### TASK BRIEF
Take the line containing "fn from(e: std::io::Error)" and every line after it to the end of the data, and write them out exactly as they appear.

Stored data entries
<<<<

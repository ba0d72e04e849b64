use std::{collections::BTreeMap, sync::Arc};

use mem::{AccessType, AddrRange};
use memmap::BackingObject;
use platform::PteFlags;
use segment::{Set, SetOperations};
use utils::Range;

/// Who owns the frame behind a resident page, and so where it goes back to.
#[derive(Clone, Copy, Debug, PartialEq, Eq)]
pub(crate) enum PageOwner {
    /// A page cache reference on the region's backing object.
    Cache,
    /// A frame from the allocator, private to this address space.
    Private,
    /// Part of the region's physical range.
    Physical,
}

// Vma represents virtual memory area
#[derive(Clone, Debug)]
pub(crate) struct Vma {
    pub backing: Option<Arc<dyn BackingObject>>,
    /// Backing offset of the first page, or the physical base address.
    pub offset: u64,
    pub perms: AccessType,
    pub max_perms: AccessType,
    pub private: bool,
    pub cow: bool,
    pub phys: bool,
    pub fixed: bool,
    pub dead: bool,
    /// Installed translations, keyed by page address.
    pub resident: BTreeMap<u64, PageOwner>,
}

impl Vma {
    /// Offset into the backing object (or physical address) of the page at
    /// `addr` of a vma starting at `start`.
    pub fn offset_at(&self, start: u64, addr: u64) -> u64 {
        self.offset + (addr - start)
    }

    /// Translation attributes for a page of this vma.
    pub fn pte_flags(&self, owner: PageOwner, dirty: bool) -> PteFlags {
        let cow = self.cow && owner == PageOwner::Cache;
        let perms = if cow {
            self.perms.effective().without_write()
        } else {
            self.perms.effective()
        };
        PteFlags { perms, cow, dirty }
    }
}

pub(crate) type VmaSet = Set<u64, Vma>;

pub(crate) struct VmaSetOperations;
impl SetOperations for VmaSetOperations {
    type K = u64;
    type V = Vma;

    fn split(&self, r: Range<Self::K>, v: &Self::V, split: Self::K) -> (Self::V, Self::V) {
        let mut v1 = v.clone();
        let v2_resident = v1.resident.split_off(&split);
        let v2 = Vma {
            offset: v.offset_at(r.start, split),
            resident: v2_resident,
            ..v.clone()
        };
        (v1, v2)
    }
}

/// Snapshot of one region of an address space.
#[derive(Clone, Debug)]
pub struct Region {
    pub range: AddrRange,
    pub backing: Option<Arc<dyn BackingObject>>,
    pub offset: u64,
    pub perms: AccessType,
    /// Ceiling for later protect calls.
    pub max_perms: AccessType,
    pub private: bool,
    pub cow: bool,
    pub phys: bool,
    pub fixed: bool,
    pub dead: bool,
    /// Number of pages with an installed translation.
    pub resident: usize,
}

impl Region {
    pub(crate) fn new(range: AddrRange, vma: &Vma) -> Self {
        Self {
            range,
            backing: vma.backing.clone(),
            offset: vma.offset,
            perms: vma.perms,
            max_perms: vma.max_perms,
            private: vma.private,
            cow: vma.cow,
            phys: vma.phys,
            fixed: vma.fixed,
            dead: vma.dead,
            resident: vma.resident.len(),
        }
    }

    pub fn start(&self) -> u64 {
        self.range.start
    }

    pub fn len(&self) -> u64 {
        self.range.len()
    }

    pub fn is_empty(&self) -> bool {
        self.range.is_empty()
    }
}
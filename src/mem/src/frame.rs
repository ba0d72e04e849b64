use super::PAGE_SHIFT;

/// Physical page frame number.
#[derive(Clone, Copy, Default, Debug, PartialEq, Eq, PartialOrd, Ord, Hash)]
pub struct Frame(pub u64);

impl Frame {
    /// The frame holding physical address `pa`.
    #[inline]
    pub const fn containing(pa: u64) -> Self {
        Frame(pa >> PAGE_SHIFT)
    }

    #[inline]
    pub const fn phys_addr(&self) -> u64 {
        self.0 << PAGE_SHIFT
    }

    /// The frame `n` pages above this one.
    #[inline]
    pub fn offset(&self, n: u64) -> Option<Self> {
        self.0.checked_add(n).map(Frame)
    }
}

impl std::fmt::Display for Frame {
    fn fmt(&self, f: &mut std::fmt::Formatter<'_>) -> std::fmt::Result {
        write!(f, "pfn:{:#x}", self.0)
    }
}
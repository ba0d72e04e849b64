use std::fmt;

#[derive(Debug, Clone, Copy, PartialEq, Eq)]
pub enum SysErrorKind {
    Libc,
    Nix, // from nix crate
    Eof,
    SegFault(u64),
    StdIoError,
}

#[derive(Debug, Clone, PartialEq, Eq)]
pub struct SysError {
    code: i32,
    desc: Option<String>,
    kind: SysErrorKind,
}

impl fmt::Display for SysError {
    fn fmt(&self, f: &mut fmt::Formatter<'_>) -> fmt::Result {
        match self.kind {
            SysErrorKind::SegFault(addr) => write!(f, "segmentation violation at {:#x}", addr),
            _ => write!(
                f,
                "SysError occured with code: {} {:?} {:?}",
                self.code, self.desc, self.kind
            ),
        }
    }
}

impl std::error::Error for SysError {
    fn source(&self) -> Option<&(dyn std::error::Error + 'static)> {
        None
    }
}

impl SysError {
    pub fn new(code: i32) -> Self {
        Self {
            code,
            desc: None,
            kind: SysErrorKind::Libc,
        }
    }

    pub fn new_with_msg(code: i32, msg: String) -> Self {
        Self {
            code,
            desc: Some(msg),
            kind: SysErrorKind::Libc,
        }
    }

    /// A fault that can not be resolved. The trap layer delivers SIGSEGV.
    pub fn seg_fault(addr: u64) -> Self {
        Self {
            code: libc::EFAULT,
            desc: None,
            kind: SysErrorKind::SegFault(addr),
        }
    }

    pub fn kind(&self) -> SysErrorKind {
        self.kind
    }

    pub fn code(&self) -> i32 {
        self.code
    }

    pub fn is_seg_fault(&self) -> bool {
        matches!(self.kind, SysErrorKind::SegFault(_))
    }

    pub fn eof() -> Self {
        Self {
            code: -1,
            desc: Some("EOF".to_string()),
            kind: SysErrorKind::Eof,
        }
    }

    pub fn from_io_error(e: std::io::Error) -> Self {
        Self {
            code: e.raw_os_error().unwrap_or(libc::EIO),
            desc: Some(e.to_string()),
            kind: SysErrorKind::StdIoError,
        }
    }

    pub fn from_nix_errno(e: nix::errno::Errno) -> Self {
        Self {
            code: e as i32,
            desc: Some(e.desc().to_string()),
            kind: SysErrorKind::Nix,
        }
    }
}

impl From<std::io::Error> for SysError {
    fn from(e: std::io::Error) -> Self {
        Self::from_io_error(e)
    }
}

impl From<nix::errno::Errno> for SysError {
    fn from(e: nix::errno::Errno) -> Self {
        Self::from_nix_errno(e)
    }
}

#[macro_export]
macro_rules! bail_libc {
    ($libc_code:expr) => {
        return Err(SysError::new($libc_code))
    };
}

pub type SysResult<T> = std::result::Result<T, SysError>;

>>>>

### EXERCISE SOLUTION
    fn from(e: std::io::Error) -> Self {
        Self::from_io_error(e)
    }
}

impl From<nix::errno::Errno> for SysError {
    fn from(e: nix::errno::Errno) -> Self {
        Self::from_nix_errno(e)
    }
}

#[macro_export]
macro_rules! bail_libc {
    ($libc_code:expr) => {
        return Err(SysError::new($libc_code))
    };
}

pub type SysResult<T> = std::result::Result<T, SysError>;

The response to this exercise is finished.